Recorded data
□ □ □ □ □ □ □

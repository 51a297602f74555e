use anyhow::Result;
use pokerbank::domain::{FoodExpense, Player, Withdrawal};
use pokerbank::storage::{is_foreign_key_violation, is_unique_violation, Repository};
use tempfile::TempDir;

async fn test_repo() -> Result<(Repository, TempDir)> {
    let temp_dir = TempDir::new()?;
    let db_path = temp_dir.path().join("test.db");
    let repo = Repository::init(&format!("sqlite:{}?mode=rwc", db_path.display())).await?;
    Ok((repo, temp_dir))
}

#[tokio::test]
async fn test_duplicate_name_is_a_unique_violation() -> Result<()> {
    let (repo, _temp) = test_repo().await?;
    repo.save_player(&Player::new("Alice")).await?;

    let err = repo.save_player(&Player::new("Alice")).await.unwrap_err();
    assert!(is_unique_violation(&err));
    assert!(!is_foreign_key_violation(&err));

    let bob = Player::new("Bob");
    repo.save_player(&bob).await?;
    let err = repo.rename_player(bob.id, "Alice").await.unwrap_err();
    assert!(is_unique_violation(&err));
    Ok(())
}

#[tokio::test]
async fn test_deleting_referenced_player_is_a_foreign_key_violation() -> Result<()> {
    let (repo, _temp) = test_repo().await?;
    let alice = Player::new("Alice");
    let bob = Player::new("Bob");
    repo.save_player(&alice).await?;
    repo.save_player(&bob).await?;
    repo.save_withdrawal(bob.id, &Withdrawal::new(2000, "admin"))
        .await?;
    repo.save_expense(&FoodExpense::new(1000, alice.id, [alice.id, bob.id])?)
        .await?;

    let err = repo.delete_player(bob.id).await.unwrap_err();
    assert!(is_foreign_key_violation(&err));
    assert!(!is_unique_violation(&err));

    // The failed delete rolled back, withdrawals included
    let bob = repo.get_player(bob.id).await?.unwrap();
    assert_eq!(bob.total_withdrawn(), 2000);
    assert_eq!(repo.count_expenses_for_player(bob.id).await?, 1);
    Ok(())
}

□ □ □ □ □ □ □

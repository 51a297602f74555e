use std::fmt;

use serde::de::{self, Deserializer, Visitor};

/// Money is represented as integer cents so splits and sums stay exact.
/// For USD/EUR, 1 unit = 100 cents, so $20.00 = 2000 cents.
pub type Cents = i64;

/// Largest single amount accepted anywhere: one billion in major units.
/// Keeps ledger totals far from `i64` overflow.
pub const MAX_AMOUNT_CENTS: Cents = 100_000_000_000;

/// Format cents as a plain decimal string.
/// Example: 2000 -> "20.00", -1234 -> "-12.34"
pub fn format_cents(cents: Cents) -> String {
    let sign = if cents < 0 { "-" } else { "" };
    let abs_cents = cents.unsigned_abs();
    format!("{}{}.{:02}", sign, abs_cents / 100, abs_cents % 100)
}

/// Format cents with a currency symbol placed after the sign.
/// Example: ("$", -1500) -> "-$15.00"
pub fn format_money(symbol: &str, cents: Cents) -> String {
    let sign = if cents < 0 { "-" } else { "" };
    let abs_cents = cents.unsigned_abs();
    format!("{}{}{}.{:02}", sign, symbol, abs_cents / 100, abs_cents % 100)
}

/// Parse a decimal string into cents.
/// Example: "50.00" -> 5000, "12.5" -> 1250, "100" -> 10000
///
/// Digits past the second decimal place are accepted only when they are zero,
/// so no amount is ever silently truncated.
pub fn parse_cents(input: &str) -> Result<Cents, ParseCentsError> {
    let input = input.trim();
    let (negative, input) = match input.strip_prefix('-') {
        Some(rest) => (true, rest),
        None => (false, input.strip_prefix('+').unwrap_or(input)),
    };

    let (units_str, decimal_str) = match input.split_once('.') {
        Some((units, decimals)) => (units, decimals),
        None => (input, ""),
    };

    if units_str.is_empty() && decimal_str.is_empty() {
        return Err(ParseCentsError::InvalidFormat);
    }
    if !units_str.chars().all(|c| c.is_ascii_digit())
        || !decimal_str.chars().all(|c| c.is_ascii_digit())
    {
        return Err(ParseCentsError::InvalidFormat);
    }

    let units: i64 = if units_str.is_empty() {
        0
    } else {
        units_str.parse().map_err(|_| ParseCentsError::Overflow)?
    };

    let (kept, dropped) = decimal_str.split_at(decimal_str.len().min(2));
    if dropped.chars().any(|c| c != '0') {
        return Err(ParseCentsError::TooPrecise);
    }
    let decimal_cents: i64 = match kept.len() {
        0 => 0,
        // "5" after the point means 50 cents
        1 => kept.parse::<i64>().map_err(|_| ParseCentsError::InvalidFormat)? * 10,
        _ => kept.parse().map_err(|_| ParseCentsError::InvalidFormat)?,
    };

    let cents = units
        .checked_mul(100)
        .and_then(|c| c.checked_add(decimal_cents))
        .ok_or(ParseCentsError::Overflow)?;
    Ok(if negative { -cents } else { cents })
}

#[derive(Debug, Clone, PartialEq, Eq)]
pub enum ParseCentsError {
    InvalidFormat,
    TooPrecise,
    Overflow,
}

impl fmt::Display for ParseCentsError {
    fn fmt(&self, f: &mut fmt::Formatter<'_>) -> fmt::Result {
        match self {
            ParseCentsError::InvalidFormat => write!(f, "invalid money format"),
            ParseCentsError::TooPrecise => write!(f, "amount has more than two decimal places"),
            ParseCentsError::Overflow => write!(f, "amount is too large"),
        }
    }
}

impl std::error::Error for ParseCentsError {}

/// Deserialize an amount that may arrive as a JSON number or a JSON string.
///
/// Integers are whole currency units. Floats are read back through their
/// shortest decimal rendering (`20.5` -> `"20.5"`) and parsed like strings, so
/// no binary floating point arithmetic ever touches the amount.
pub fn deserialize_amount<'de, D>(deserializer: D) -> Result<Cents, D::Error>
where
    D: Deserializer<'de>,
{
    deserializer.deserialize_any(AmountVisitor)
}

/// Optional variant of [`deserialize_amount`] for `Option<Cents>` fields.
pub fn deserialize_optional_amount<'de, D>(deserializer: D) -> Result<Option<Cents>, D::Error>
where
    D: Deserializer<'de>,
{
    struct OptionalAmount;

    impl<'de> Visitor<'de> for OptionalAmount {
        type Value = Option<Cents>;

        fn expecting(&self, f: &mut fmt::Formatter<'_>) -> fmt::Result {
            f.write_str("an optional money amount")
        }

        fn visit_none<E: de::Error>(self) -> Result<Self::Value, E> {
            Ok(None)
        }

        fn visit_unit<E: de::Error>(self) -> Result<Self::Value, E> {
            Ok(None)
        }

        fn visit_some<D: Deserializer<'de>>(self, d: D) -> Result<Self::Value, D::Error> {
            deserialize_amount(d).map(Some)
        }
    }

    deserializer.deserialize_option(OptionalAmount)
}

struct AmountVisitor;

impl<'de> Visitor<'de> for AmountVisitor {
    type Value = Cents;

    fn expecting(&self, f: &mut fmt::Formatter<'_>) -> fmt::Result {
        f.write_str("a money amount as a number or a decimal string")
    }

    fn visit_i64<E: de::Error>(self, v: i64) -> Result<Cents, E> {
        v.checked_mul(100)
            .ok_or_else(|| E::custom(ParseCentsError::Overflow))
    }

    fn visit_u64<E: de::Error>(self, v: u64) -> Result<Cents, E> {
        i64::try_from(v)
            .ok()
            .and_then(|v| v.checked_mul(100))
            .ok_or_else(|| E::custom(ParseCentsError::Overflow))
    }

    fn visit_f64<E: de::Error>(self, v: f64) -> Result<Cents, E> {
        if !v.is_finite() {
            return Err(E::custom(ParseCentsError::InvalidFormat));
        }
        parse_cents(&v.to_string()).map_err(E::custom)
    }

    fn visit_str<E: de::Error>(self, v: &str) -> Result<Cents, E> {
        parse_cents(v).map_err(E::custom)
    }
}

□ □ □ □ □ □ □

**Task**
Report every line in the data above in which the word "async" appears.

**Your response**
async fn test_repo() -> Result<(Repository, TempDir)> {
async fn test_duplicate_name_is_a_unique_violation() -> Result<()> {
async fn test_deleting_referenced_player_is_a_foreign_key_violation() -> Result<()> {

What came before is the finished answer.